→ **Collected data**:

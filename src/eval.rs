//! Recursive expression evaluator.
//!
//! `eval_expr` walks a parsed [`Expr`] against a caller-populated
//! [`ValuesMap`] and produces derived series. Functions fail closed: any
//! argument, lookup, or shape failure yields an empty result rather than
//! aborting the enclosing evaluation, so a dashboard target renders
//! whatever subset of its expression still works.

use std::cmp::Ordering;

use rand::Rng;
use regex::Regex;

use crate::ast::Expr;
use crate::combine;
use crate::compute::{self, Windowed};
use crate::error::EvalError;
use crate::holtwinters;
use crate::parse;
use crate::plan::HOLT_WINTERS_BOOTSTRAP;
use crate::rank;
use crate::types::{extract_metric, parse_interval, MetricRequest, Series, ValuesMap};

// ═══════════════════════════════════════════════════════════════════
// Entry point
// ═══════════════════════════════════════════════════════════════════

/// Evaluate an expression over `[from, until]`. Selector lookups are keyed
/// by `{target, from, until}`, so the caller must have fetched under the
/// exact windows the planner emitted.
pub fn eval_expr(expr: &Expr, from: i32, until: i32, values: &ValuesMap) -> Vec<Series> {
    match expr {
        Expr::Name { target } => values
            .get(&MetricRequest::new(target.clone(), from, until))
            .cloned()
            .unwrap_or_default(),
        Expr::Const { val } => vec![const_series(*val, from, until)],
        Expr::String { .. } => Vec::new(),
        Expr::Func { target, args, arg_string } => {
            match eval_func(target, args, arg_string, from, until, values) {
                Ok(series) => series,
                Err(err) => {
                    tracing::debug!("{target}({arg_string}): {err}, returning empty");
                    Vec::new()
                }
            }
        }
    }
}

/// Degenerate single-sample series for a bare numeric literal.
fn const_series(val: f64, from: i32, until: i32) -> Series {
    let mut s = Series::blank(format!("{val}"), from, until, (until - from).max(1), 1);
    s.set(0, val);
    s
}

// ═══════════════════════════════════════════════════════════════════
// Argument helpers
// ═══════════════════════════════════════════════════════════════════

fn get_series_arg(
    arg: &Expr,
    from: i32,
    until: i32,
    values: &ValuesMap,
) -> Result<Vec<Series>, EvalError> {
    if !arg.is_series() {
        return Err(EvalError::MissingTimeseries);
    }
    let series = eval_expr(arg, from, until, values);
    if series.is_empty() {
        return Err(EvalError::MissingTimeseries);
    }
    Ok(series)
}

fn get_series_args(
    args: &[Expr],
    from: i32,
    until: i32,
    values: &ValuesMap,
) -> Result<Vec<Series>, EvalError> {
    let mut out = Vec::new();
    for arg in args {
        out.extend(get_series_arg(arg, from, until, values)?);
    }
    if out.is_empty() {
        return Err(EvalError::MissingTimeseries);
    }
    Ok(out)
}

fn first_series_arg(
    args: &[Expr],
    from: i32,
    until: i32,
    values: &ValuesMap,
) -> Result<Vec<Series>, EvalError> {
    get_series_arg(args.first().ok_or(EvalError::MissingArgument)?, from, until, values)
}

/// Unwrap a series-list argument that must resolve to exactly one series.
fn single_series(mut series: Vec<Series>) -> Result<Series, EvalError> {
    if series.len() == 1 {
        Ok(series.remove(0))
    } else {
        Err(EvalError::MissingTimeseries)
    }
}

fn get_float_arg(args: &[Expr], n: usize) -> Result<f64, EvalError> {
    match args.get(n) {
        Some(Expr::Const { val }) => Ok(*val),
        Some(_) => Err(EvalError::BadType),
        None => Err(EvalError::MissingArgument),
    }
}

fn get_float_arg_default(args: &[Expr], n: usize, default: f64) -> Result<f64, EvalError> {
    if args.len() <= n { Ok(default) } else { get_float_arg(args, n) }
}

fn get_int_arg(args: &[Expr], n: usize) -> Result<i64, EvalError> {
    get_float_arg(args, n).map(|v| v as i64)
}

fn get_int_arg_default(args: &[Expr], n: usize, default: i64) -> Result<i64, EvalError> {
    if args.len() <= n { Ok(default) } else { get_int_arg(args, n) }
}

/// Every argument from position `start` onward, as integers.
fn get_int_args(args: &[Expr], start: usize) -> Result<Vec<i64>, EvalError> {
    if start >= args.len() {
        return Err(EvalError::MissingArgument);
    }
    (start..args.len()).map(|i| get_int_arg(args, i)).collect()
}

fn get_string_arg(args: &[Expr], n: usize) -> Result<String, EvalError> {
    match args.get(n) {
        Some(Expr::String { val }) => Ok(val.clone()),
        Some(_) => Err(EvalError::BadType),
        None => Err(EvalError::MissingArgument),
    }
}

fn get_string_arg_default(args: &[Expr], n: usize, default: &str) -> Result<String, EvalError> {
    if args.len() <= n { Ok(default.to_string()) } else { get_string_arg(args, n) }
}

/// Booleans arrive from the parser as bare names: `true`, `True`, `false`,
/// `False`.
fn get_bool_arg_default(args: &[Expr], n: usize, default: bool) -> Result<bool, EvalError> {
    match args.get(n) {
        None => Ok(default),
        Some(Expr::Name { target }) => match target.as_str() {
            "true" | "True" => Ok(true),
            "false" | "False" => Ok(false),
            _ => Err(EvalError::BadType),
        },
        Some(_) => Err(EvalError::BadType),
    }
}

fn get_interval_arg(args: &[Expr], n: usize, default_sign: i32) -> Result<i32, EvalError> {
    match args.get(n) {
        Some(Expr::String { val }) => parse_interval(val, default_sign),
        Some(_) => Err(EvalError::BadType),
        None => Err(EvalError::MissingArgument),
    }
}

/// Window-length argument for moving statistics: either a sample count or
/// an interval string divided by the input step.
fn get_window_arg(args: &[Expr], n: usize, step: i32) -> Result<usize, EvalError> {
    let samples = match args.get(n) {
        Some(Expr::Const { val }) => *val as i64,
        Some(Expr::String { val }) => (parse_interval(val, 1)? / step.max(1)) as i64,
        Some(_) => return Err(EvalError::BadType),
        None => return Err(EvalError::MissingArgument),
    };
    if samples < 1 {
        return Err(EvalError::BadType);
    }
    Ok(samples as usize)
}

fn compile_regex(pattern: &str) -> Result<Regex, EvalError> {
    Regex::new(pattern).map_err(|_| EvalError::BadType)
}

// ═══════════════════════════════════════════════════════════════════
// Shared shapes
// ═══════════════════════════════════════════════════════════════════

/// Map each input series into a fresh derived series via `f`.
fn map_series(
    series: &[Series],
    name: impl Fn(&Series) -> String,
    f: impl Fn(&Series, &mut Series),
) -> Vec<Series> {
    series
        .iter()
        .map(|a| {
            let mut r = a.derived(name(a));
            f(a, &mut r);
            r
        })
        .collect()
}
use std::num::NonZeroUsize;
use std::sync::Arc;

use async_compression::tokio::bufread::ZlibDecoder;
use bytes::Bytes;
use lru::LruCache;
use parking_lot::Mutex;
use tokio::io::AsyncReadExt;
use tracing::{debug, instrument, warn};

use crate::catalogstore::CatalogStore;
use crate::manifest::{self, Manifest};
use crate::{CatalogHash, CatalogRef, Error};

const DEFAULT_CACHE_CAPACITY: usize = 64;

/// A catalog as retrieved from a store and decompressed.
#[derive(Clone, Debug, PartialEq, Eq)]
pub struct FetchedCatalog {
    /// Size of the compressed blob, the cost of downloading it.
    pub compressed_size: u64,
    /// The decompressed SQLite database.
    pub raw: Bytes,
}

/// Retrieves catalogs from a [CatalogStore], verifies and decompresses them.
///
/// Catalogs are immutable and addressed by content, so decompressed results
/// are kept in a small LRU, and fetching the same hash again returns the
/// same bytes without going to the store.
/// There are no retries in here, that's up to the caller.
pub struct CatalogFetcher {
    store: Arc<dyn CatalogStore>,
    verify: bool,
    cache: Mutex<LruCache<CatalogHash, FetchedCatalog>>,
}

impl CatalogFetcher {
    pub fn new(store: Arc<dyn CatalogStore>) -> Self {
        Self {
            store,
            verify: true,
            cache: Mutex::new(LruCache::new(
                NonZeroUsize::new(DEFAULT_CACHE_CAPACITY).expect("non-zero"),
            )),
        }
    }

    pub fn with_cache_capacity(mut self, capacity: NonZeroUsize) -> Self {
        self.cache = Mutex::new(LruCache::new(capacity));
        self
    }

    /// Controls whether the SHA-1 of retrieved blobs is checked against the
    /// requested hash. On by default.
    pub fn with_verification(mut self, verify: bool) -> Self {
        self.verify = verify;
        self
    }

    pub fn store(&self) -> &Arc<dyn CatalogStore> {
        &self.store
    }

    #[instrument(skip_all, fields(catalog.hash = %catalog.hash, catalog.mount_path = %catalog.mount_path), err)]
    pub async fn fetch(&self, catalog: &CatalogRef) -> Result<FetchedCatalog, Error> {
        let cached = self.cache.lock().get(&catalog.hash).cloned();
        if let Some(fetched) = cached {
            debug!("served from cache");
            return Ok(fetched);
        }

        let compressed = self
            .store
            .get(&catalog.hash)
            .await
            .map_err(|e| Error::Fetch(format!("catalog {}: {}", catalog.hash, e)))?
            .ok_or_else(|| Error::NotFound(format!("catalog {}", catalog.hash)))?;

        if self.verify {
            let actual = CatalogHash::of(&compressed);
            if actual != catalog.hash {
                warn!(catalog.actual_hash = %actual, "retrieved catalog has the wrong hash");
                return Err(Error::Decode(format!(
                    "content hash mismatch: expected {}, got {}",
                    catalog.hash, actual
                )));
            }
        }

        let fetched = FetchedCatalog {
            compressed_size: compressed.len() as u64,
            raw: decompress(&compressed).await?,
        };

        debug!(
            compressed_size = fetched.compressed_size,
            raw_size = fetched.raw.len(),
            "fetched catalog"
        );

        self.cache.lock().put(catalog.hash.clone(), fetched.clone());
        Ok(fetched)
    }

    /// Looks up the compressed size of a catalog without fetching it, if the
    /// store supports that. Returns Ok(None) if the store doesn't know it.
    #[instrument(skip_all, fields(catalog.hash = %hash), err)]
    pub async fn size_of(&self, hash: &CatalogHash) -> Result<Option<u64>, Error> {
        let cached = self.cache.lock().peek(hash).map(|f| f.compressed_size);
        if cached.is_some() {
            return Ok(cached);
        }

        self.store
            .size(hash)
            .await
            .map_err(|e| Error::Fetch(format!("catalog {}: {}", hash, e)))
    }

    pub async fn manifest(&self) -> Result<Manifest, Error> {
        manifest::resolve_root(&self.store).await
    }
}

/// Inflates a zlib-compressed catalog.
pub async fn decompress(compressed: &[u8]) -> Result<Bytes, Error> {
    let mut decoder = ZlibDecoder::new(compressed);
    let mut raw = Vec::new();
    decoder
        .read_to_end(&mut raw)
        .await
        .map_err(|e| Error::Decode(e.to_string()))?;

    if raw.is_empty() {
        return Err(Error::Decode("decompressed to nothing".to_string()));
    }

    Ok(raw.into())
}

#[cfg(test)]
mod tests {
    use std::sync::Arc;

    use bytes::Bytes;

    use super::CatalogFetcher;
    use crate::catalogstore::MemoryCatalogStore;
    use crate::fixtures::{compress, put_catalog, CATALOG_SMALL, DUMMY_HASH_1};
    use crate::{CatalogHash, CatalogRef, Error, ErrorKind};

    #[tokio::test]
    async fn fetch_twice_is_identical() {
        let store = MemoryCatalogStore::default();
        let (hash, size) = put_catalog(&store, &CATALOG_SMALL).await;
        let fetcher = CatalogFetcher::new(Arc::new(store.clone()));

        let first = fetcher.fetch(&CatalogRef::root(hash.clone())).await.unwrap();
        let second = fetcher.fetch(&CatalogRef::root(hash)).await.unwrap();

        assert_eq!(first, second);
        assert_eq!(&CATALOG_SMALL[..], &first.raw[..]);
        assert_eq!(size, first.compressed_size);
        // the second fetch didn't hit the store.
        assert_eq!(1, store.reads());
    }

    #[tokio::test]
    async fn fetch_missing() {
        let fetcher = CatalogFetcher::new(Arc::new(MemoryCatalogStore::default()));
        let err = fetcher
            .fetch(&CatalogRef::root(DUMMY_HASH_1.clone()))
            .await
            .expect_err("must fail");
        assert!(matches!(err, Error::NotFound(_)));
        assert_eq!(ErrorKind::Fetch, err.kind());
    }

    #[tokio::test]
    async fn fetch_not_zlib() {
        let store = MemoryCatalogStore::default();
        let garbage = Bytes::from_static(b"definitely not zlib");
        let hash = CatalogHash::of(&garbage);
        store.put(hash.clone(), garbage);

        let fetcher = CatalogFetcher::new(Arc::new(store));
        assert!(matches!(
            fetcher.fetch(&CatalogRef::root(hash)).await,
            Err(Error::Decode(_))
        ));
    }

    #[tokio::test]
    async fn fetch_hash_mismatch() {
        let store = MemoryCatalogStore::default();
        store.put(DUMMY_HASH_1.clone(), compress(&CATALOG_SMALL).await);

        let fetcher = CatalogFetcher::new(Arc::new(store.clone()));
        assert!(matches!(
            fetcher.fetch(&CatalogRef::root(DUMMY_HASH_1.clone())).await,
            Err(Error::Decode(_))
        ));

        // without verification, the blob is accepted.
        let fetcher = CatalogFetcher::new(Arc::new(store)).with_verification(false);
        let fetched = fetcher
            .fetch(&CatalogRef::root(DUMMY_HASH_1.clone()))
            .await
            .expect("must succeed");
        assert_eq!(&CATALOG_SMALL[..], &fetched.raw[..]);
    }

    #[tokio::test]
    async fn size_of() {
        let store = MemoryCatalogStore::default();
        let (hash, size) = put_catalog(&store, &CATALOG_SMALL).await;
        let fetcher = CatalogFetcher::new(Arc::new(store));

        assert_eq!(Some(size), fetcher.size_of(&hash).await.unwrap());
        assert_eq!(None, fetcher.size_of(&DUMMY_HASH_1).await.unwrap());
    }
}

==

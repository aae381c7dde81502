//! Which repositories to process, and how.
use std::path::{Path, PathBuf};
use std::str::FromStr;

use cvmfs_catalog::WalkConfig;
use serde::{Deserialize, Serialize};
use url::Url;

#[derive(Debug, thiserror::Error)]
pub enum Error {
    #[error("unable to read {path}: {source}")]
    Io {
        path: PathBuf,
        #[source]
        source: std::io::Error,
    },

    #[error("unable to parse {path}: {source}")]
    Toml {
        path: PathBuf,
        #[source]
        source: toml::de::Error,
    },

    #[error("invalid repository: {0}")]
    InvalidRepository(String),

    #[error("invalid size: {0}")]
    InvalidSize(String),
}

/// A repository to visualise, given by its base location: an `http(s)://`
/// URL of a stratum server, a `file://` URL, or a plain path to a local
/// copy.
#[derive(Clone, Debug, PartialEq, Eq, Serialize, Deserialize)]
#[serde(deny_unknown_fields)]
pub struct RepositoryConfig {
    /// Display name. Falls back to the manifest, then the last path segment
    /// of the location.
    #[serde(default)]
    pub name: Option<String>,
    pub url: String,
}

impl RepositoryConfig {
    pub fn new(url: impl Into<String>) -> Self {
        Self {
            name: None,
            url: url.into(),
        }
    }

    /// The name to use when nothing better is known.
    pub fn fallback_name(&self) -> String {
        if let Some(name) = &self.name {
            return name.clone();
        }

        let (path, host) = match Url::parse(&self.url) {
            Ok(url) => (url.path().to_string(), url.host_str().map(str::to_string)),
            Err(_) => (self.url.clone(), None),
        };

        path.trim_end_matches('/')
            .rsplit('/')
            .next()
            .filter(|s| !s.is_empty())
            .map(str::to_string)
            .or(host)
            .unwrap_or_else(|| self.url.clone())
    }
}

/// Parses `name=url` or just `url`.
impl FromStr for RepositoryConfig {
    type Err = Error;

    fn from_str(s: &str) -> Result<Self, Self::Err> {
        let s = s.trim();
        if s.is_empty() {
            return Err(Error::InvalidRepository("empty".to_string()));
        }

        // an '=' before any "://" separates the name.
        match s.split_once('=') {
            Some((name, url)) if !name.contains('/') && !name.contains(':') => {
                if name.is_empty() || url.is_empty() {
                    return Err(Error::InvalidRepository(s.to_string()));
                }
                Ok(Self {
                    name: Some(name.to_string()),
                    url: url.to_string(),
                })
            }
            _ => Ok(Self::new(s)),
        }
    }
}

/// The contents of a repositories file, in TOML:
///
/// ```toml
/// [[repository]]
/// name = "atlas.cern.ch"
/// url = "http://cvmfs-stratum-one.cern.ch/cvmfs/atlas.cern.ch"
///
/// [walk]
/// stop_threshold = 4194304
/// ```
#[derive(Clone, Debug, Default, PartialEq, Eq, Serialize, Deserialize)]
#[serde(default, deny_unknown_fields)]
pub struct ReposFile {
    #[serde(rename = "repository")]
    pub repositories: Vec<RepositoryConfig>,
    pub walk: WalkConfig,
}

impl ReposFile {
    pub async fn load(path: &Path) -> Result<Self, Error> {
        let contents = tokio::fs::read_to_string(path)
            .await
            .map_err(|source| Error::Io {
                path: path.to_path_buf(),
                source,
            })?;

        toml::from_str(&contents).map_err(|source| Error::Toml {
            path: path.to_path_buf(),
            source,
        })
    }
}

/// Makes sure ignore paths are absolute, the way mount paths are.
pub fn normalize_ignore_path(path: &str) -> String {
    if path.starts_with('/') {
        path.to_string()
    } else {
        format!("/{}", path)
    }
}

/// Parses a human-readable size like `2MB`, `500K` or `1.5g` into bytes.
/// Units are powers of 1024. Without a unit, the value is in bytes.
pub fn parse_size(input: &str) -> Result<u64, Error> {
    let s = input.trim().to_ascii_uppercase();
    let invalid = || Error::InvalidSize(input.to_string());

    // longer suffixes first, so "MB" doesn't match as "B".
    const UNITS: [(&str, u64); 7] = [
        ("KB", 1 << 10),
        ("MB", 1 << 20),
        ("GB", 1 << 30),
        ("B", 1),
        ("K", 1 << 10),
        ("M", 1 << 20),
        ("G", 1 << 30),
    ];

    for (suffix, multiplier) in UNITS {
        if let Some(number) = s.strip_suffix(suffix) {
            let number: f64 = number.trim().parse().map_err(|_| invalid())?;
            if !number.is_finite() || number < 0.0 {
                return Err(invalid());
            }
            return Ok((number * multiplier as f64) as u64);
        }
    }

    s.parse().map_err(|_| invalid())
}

→ **What the task requires**: How many lines in the entries above include the string "step"? Give only the number.

→ **Response to this task**: 3